In 1873, Cumminsville was annexed by the city of Cincinnati. The area continued to grow through the 1920s, with the neighborhood's business district, Knowlton's Corner, becoming one of the busiest commercial areas in the city. However, once the highway system was put in place, residents no longer had reason to live near work, resulting in migration out to the suburbs. Once people left, housing prices dropped and people with less money moved in. With less income, they could not afford to patronize local businesses, causing an economic decline. By the 1960s most of the industry in Cumminsville had left. However, in the 1980s the area began to grow in popularity due to its undervalued homes. Among the buildings that survived this transition were the two Domhoff Buildings, located at the junction of Chase and Hamilton Avenues. Seen as key to this redevelopment process was the restoration of the abandoned former factory of the American Can Company on Spring Grove Avenue; a longtime neighborhood eyesore, it was redeveloped in the late 2000s as part of a process to enhance the neighborhood's attractiveness to outsiders.

==Geography==
Northside is bordered by the neighborhoods of Clifton, Mount Airy, Spring Grove Village, College Hill, and Westwood.

==Demographics==

As of the census of 2020, there were 8,096 people living in the neighborhood. There were 4,685 housing units. The racial makeup of the neighborhood was 65.2% White, 23.8% Black or African American, 0.3% Native American, 1.7% Asian, 0.1% Pacific Islander, 1.5% from some other race, and 7.4% from two or more races. 3.2% of the population were Hispanic or Latino of any race.

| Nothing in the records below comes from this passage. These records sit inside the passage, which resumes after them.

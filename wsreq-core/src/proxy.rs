//! # Remote Proxies
//!
//! The transport seam of the client. A [`ProxyFactory`] turns an interface definition and an
//! address into a [`Proxy`], the object that actually performs remote calls with dynamic
//! messages.
//!
//! Creating a proxy must not block on network I/O; only calls do. A proxy is not assumed to be
//! safe for concurrent calls, hence `call` takes `&mut self`.
//!
//! [`grpc::GrpcProxyFactory`] is the transport shipped with this crate.
pub mod codec;
pub mod grpc;

use crate::BoxError;
use prost_reflect::{DynamicMessage, MethodDescriptor, ServiceDescriptor};

#[derive(Debug, thiserror::Error)]
pub enum ProxyError {
    #[error("Invalid address '{address}': '{source}'")]
    InvalidAddress {
        address: String,
        #[source]
        source: BoxError,
    },
    #[error("Failed to create proxy for '{interface}': '{source}'")]
    Create {
        interface: String,
        #[source]
        source: BoxError,
    },
}

/// A live handle able to call the methods of one interface.
pub trait Proxy: Send {
    /// Performs one remote call of `method` with `request`.
    ///
    /// Any failure (transport error, remote fault) is returned as-is; proxies do not retry.
    fn call(
        &mut self,
        method: &MethodDescriptor,
        request: DynamicMessage,
    ) -> Result<DynamicMessage, BoxError>;
}

/// Creates proxies bound to an interface and an address.
pub trait ProxyFactory: Send + Sync {
    fn create(
        &self,
        interface: &ServiceDescriptor,
        address: &str,
    ) -> Result<Box<dyn Proxy>, ProxyError>;
}
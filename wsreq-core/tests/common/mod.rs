#![allow(dead_code)]

use prost::Message;
use prost_types::{
    DescriptorProto, FieldDescriptorProto, FileDescriptorProto, FileDescriptorSet,
    MethodDescriptorProto, ServiceDescriptorProto,
    field_descriptor_proto::{Label, Type},
};
use std::fs;
use std::io;
use std::path::Path;
use std::sync::Arc;
use std::sync::atomic::{AtomicUsize, Ordering};
use wsreq_core::{
    BoxError,
    build::{CompileOutcome, CompileRequest, Diagnostic, Severity, Toolchain},
    descriptor::{
        DeclaredInterface, DeclaredService, GenerateError, GenerateRequest, GeneratedModel,
        Generator,
    },
    prost_reflect::{DynamicMessage, MethodDescriptor, ServiceDescriptor, Value},
    proxy::{Proxy, ProxyError, ProxyFactory},
};

pub const WEATHER_PROTO: &str = r#"syntax = "proto3";

package weather;

service WeatherPort {
  rpc getWeather(GetWeatherRequest) returns (GetWeatherResponse);
}

service EmptyPort {}

message WeatherService {
  string address = 1;
}

message GetWeatherRequest {
  string city = 1;
}

message GetWeatherResponse {
  string forecast = 1;
}
"#;

/// Writes a stub descriptor document and returns its path as the descriptor address.
pub fn descriptor_address(dir: &Path, name: &str) -> String {
    let path = dir.join(name);
    fs::write(&path, "<definitions/>").unwrap();
    path.to_str().unwrap().to_string()
}

pub fn interface(name: &str, full_name: &str) -> DeclaredInterface {
    DeclaredInterface {
        name: name.to_string(),
        full_name: full_name.to_string(),
    }
}

pub fn service(name: &str, full_name: &str) -> DeclaredService {
    DeclaredService {
        name: name.to_string(),
        full_name: full_name.to_string(),
    }
}

pub fn weather_model() -> GeneratedModel {
    GeneratedModel {
        interfaces: vec![interface("WeatherPort", "weather.WeatherPort")],
        services: vec![service("WeatherService", "weather.WeatherService")],
    }
}

pub fn echo_model() -> GeneratedModel {
    GeneratedModel {
        interfaces: vec![interface("EchoPort", "echo.EchoPort")],
        services: vec![service("EchoService", "echo.EchoService")],
    }
}

fn string_field(name: &str, number: i32) -> FieldDescriptorProto {
    FieldDescriptorProto {
        name: Some(name.to_string()),
        number: Some(number),
        label: Some(Label::Optional as i32),
        r#type: Some(Type::String as i32),
        json_name: Some(name.to_string()),
        ..Default::default()
    }
}

fn message(name: &str, fields: Vec<FieldDescriptorProto>) -> DescriptorProto {
    DescriptorProto {
        name: Some(name.to_string()),
        field: fields,
        ..Default::default()
    }
}

/// The descriptor set `protoc` produces for [`WEATHER_PROTO`].
pub fn weather_descriptor_set() -> Vec<u8> {
    let file = FileDescriptorProto {
        name: Some("weather.proto".to_string()),
        package: Some("weather".to_string()),
        syntax: Some("proto3".to_string()),
        message_type: vec![
            message("WeatherService", vec![string_field("address", 1)]),
            message("GetWeatherRequest", vec![string_field("city", 1)]),
            message("GetWeatherResponse", vec![string_field("forecast", 1)]),
        ],
        service: vec![
            ServiceDescriptorProto {
                name: Some("WeatherPort".to_string()),
                method: vec![MethodDescriptorProto {
                    name: Some("getWeather".to_string()),
                    input_type: Some(".weather.GetWeatherRequest".to_string()),
                    output_type: Some(".weather.GetWeatherResponse".to_string()),
                    ..Default::default()
                }],
                ..Default::default()
            },
            ServiceDescriptorProto {
                name: Some("EmptyPort".to_string()),
                ..Default::default()
            },
        ],
        ..Default::default()
    };

    FileDescriptorSet { file: vec![file] }.encode_to_vec()
}

/// Writes fixed sources and reports a fixed model.
pub struct SourceGenerator {
    files: Vec<(&'static str, &'static str)>,
    model: GeneratedModel,
}

impl SourceGenerator {
    pub fn new(files: Vec<(&'static str, &'static str)>, model: GeneratedModel) -> Self {
        Self { files, model }
    }

    pub fn weather() -> Self {
        Self::new(vec![("weather/weather.proto", WEATHER_PROTO)], weather_model())
    }
}

impl Generator for SourceGenerator {
    fn generate(&self, request: GenerateRequest<'_>) -> Result<GeneratedModel, GenerateError> {
        for (name, content) in &self.files {
            let path = request.output_dir.join(name);
            if let Some(parent) = path.parent() {
                fs::create_dir_all(parent).map_err(|e| GenerateError::Other(e.into()))?;
            }
            fs::write(&path, content).map_err(|e| GenerateError::Other(e.into()))?;
        }
        Ok(self.model.clone())
    }
}

/// "Compiles" by writing a prebuilt descriptor set, or fails on the first source.
pub struct PrebuiltToolchain {
    descriptor_set: Vec<u8>,
    error: Option<&'static str>,
}

impl PrebuiltToolchain {
    pub fn new(descriptor_set: Vec<u8>) -> Self {
        Self {
            descriptor_set,
            error: None,
        }
    }

    pub fn failing(error: &'static str) -> Self {
        Self {
            descriptor_set: Vec::new(),
            error: Some(error),
        }
    }
}

impl Toolchain for PrebuiltToolchain {
    fn source_extension(&self) -> &str {
        "proto"
    }

    fn compile(&self, request: CompileRequest<'_>) -> io::Result<CompileOutcome> {
        if let Some(error) = self.error {
            let file = request.sources[0].clone();
            return Ok(CompileOutcome {
                success: false,
                artifacts: vec![],
                diagnostics: vec![Diagnostic {
                    severity: Severity::Error,
                    text: format!("{}:1:1: {error}", file.display()),
                    file: Some(file),
                }],
            });
        }

        let artifact = request.output_dir.join("descriptors.bin");
        fs::write(&artifact, &self.descriptor_set)?;
        Ok(CompileOutcome {
            success: true,
            artifacts: vec![artifact],
            diagnostics: vec![],
        })
    }
}

/// Answers every call with a forecast for the first argument.
#[derive(Clone, Default)]
pub struct ForecastFactory {
    pub created: Arc<AtomicUsize>,
}

impl ProxyFactory for ForecastFactory {
    fn create(
        &self,
        _interface: &ServiceDescriptor,
        _address: &str,
    ) -> Result<Box<dyn Proxy>, ProxyError> {
        self.created.fetch_add(1, Ordering::SeqCst);
        Ok(Box::new(ForecastProxy))
    }
}

struct ForecastProxy;

impl Proxy for ForecastProxy {
    fn call(
        &mut self,
        method: &MethodDescriptor,
        request: DynamicMessage,
    ) -> Result<DynamicMessage, BoxError> {
        let city = request
            .get_field_by_name("city")
            .and_then(|v| v.as_str().map(str::to_string))
            .ok_or("missing city")?;

        if city.is_empty() {
            return Err("remote fault: city is required".into());
        }

        let mut reply = DynamicMessage::new(method.output());
        reply.set_field_by_name("forecast", Value::String(format!("Sunny in {city}")));
        Ok(reply)
    }
}

/// Refuses to create any proxy.
pub struct RefusingFactory;

impl ProxyFactory for RefusingFactory {
    fn create(
        &self,
        interface: &ServiceDescriptor,
        _address: &str,
    ) -> Result<Box<dyn Proxy>, ProxyError> {
        Err(ProxyError::Create {
            interface: interface.full_name().to_string(),
            source: "transport disabled".into(),
        })
    }
}
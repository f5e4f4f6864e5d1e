//! # Type Registry
//!
//! Loads the artifacts of one build run into a `DescriptorPool` owned by this registry and
//! indexes what the generator declared.
//!
//! The pool starts as a copy of a *host* pool (the process-wide `prost-reflect` pool by
//! default), so generated definitions may reference anything the host already knows about.
//! Artifacts are decoded into the copy only: registries of different endpoints never see each
//! other's definitions.
//!
//! Each interface gets a [`MethodTable`] built once at load time. Methods keep the order in which
//! they are declared in the compiled descriptor, and a name lookup returns the first declared
//! method with that name.
mod types;

pub use types::*;

use crate::{build::BuildOutput, descriptor::GeneratedModel};
use prost_reflect::{DescriptorError, DescriptorPool, MethodDescriptor, ServiceDescriptor};
use std::collections::HashMap;
use std::fs;
use std::io;
use std::path::PathBuf;

#[derive(Debug, thiserror::Error)]
pub enum LoadError {
    #[error("Failed to read artifact '{}': '{source}'", .path.display())]
    Artifact {
        path: PathBuf,
        #[source]
        source: io::Error,
    },
    #[error("Failed to decode artifact '{}': '{source}'", .path.display())]
    Decode {
        path: PathBuf,
        #[source]
        source: DescriptorError,
    },
    #[error("Type '{full_name}' declared as '{name}' is missing from the compiled output")]
    Missing { name: String, full_name: String },
    #[error("Type '{full_name}' declared as interface '{name}' is not a service definition")]
    NotAnInterface { name: String, full_name: String },
}

/// The methods of one interface, in declaration order, with a by-name index.
#[derive(Debug, Clone)]
pub struct MethodTable {
    methods: Vec<MethodDescriptor>,
    by_name: HashMap<String, usize>,
}

impl MethodTable {
    pub fn new(service: &ServiceDescriptor) -> Self {
        let methods: Vec<_> = service.methods().collect();
        let mut by_name = HashMap::with_capacity(methods.len());

        for (index, method) in methods.iter().enumerate() {
            by_name.entry(method.name().to_string()).or_insert(index);
        }

        Self { methods, by_name }
    }

    /// First declared method with the given name.
    pub fn find(&self, name: &str) -> Option<&MethodDescriptor> {
        self.by_name.get(name).map(|&index| &self.methods[index])
    }

    /// The method bound when the caller does not name one.
    pub fn default_method(&self) -> Option<&MethodDescriptor> {
        self.methods.first()
    }

    pub fn iter(&self) -> impl ExactSizeIterator<Item = &MethodDescriptor> {
        self.methods.iter()
    }

    pub fn len(&self) -> usize {
        self.methods.len()
    }

    pub fn is_empty(&self) -> bool {
        self.methods.is_empty()
    }
}

/// An interface declared by the generator, resolved against the compiled output.
#[derive(Debug, Clone)]
pub struct LoadedInterface {
    name: String,
    descriptor: ServiceDescriptor,
    methods: MethodTable,
}

impl LoadedInterface {
    pub fn name(&self) -> &str {
        &self.name
    }

    pub fn descriptor(&self) -> &ServiceDescriptor {
        &self.descriptor
    }

    pub fn methods(&self) -> &MethodTable {
        &self.methods
    }

    pub fn signatures(&self) -> Vec<MethodSignature> {
        self.methods.iter().map(MethodSignature::from).collect()
    }
}

/// A service binding declared by the generator, resolved against the compiled output.
#[derive(Debug, Clone)]
pub struct LoadedService {
    name: String,
    symbol: Symbol,
}

impl LoadedService {
    pub fn name(&self) -> &str {
        &self.name
    }

    pub fn symbol(&self) -> &Symbol {
        &self.symbol
    }
}

/// Insertion-ordered map where a repeated key replaces the earlier value in place.
#[derive(Debug, Clone)]
struct Index<T> {
    entries: Vec<T>,
    positions: HashMap<String, usize>,
}

impl<T> Index<T> {
    fn new() -> Self {
        Self {
            entries: Vec::new(),
            positions: HashMap::new(),
        }
    }

    fn insert(&mut self, key: &str, value: T) {
        match self.positions.get(key) {
            Some(&position) => self.entries[position] = value,
            None => {
                self.positions.insert(key.to_string(), self.entries.len());
                self.entries.push(value);
            }
        }
    }

    fn get(&self, key: &str) -> Option<&T> {
        self.positions.get(key).map(|&position| &self.entries[position])
    }
}

/// Read-only index from declared names to loaded definitions.
#[derive(Debug, Clone)]
pub struct TypeRegistry {
    pool: DescriptorPool,
    interfaces: Index<LoadedInterface>,
    services: Index<LoadedService>,
}

impl TypeRegistry {
    /// Loads `build`'s artifacts on top of the process-wide pool and resolves `model`.
    pub fn load(build: &BuildOutput, model: &GeneratedModel) -> Result<Self, LoadError> {
        Self::load_with_host(build, model, DescriptorPool::global())
    }

    /// Loads `build`'s artifacts on top of a copy of `host` and resolves `model`.
    pub fn load_with_host(
        build: &BuildOutput,
        model: &GeneratedModel,
        host: DescriptorPool,
    ) -> Result<Self, LoadError> {
        let mut pool = host;

        for path in &build.artifacts {
            tracing::debug!(artifact = %path.display(), "loading compiled artifact");

            let bytes = fs::read(path).map_err(|source| LoadError::Artifact {
                path: path.clone(),
                source,
            })?;
            pool.decode_file_descriptor_set(bytes.as_slice())
                .map_err(|source| LoadError::Decode {
                    path: path.clone(),
                    source,
                })?;
        }

        let mut interfaces = Index::new();
        for declared in &model.interfaces {
            let descriptor = match lookup(&pool, &declared.full_name) {
                Some(Symbol::Service(descriptor)) => descriptor,
                Some(_) => {
                    return Err(LoadError::NotAnInterface {
                        name: declared.name.clone(),
                        full_name: declared.full_name.clone(),
                    });
                }
                None => {
                    return Err(LoadError::Missing {
                        name: declared.name.clone(),
                        full_name: declared.full_name.clone(),
                    });
                }
            };

            let methods = MethodTable::new(&descriptor);
            interfaces.insert(
                &declared.name,
                LoadedInterface {
                    name: declared.name.clone(),
                    descriptor,
                    methods,
                },
            );
        }

        let mut services = Index::new();
        for declared in &model.services {
            let symbol =
                lookup(&pool, &declared.full_name).ok_or_else(|| LoadError::Missing {
                    name: declared.name.clone(),
                    full_name: declared.full_name.clone(),
                })?;

            services.insert(
                &declared.name,
                LoadedService {
                    name: declared.name.clone(),
                    symbol,
                },
            );
        }

        Ok(Self {
            pool,
            interfaces,
            services,
        })
    }

    /// Names of the declared interfaces, in the order the generator reported them.
    pub fn interfaces(&self) -> Vec<&str> {
        self.interfaces.entries.iter().map(|i| i.name()).collect()
    }

    /// Names of the declared services, in the order the generator reported them.
    pub fn services(&self) -> Vec<&str> {
        self.services.entries.iter().map(|s| s.name()).collect()
    }

    pub fn interface(&self, name: &str) -> Option<&LoadedInterface> {
        self.interfaces.get(name)
    }

    pub fn service(&self, name: &str) -> Option<&LoadedService> {
        self.services.get(name)
    }

    /// The pool owned by this registry.
    pub fn pool(&self) -> &DescriptorPool {
        &self.pool
    }
}

fn lookup(pool: &DescriptorPool, full_name: &str) -> Option<Symbol> {
    if let Some(descriptor) = pool.get_service_by_name(full_name) {
        return Some(Symbol::Service(descriptor));
    }
    if let Some(descriptor) = pool.get_message_by_name(full_name) {
        return Some(Symbol::Message(descriptor));
    }
    if let Some(descriptor) = pool.get_enum_by_name(full_name) {
        return Some(Symbol::Enum(descriptor));
    }
    None
}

There were 3,910 households, out of which 41.5% were families. 20.6% of all households were made up of individuals.

17.0% of the neighborhood's population were under the age of 18, 71.6% were 18 to 64, and 11.4% were 65 years of age or older. 50.9% of the population were male and 49.1% were female.

According to the U.S. Census American Community Survey, for the period 2016-2020 the estimated median annual income for a household in the neighborhood was $56,169. About 10.5% of family households were living below the poverty line. About 49.6% of adults had a bachelor's degree or higher.

==Culture==
Northside has been described as "hip," "alternative," "progressive," and "liberal." There are numerous shops and restaurants in the neighborhood, most of them independently owned. Northside has been noted as "one of the best dining neighborhoods in [Cincinnati]." and has many vegan and vegetarian restaurants.

The neighborhood's popular Fourth of July celebrations, which include the Northside Fourth of July Parade and the Northside Rock and Roll Carnival draw citizens from across the region.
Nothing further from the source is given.